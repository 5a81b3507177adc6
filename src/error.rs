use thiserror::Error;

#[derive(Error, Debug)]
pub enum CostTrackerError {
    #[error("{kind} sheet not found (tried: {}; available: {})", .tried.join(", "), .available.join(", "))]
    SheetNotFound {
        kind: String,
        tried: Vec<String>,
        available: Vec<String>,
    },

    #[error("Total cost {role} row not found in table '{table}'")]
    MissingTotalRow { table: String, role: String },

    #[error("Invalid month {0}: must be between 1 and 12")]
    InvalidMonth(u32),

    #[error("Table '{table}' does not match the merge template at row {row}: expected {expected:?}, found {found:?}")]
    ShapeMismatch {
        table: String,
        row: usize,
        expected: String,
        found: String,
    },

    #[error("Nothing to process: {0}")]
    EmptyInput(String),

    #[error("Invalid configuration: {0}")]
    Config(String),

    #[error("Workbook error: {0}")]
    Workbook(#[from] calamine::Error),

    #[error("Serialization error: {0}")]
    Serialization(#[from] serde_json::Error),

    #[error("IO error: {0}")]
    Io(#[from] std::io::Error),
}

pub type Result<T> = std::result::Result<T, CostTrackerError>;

________________________________________

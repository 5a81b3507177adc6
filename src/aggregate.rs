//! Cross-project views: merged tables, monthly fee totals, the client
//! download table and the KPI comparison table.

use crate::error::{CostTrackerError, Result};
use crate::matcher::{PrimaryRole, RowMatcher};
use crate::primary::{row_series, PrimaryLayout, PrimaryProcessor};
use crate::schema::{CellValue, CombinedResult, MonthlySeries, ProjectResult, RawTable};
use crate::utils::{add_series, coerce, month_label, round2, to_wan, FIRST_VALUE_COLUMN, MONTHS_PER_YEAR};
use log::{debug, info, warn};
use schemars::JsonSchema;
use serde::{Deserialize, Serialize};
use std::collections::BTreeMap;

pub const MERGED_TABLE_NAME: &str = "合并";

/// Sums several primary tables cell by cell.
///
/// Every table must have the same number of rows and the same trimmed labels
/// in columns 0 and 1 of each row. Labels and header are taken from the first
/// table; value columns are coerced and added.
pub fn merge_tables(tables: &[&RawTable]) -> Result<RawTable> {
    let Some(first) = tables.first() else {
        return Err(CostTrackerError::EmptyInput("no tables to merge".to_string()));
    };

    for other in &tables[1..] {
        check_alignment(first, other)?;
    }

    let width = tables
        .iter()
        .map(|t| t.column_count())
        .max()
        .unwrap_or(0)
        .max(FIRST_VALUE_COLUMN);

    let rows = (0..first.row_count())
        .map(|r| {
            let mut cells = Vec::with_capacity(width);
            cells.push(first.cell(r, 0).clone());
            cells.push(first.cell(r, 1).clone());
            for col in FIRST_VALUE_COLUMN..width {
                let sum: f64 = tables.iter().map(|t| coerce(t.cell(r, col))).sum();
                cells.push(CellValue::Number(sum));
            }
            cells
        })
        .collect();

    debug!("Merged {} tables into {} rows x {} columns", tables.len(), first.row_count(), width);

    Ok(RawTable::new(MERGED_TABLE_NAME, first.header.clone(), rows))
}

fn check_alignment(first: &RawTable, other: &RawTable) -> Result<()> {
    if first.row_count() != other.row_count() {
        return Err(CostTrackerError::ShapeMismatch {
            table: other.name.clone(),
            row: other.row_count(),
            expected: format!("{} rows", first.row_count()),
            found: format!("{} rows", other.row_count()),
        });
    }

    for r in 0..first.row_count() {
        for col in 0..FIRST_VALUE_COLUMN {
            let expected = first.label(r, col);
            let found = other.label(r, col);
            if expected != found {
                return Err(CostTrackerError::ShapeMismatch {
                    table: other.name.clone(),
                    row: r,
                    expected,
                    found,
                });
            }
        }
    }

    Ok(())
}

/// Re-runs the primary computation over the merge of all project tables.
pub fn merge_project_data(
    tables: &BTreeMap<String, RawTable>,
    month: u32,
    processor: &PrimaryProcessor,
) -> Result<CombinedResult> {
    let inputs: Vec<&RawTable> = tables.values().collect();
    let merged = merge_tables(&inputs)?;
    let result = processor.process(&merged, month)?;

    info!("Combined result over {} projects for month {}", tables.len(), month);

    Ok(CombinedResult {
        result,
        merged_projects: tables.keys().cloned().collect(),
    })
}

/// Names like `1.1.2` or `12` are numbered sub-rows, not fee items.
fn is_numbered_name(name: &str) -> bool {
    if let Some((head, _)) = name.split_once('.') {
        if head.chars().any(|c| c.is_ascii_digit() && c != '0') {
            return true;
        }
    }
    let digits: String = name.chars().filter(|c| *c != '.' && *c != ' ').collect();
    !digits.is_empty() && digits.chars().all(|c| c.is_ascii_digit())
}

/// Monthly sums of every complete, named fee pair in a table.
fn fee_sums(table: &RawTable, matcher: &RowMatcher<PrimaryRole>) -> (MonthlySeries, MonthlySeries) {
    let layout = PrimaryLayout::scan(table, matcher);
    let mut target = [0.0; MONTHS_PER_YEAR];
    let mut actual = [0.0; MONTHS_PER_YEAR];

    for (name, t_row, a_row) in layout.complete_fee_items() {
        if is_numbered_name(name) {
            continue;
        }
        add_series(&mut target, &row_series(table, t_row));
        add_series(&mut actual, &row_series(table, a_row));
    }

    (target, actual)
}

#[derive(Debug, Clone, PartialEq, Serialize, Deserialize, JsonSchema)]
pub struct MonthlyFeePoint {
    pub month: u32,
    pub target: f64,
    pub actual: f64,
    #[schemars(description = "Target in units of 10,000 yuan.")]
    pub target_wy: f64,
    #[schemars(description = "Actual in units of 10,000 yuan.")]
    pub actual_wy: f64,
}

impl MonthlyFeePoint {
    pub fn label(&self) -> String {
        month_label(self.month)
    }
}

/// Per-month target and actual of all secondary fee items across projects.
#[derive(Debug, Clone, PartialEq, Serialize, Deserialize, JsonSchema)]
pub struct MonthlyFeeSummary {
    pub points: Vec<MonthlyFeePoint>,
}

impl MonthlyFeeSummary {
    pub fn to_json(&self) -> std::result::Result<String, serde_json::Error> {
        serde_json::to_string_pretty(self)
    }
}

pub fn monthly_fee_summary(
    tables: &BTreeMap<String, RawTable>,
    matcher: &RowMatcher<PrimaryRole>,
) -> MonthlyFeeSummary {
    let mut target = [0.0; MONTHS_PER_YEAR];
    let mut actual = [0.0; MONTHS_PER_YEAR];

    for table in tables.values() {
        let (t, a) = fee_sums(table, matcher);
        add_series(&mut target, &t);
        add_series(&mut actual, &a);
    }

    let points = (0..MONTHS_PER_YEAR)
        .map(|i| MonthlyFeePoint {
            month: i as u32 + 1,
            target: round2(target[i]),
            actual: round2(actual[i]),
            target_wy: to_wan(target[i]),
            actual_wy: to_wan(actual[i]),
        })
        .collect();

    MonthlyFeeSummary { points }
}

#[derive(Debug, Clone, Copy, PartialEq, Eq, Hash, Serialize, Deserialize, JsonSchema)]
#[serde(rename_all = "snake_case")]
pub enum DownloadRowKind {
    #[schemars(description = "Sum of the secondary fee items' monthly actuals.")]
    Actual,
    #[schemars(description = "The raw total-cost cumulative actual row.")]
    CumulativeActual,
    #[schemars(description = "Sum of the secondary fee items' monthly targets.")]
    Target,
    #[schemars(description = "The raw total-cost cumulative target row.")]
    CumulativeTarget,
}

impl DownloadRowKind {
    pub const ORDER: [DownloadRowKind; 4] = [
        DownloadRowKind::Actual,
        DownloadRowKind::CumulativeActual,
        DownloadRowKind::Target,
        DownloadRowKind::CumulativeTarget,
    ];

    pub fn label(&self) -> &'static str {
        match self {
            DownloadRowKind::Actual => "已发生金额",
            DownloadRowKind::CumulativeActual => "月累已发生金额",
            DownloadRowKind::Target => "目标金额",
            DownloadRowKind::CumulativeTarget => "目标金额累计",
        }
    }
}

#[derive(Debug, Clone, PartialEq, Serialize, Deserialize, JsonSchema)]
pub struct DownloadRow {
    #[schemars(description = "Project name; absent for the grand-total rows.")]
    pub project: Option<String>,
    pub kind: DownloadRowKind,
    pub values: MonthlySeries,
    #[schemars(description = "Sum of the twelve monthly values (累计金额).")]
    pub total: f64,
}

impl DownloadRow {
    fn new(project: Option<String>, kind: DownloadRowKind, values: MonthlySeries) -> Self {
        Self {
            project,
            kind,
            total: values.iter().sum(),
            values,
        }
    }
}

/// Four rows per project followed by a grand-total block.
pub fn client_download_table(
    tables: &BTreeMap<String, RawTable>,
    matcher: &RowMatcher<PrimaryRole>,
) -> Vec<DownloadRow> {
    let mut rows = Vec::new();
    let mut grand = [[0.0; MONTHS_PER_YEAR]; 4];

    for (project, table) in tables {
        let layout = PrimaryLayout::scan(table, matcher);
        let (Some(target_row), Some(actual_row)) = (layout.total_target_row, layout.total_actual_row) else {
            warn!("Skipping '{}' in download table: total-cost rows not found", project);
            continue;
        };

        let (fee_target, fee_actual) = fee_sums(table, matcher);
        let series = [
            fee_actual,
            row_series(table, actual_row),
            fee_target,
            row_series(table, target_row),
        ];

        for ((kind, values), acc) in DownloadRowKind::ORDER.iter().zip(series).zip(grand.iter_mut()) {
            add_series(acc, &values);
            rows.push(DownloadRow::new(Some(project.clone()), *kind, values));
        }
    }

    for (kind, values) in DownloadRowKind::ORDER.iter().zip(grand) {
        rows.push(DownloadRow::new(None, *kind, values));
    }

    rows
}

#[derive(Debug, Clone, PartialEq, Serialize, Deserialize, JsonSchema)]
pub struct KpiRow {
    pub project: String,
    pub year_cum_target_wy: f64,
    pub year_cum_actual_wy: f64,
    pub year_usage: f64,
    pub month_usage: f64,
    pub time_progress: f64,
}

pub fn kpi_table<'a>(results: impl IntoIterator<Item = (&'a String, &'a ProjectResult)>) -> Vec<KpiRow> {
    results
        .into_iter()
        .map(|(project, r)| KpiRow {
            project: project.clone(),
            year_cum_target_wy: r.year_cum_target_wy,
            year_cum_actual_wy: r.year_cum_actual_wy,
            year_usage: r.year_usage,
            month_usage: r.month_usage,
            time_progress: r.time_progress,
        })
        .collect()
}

________________________________________

### Work request
What is the number of lines in the material above that carry the word "must"? Respond with that count and nothing more.

### Response to this exercise
2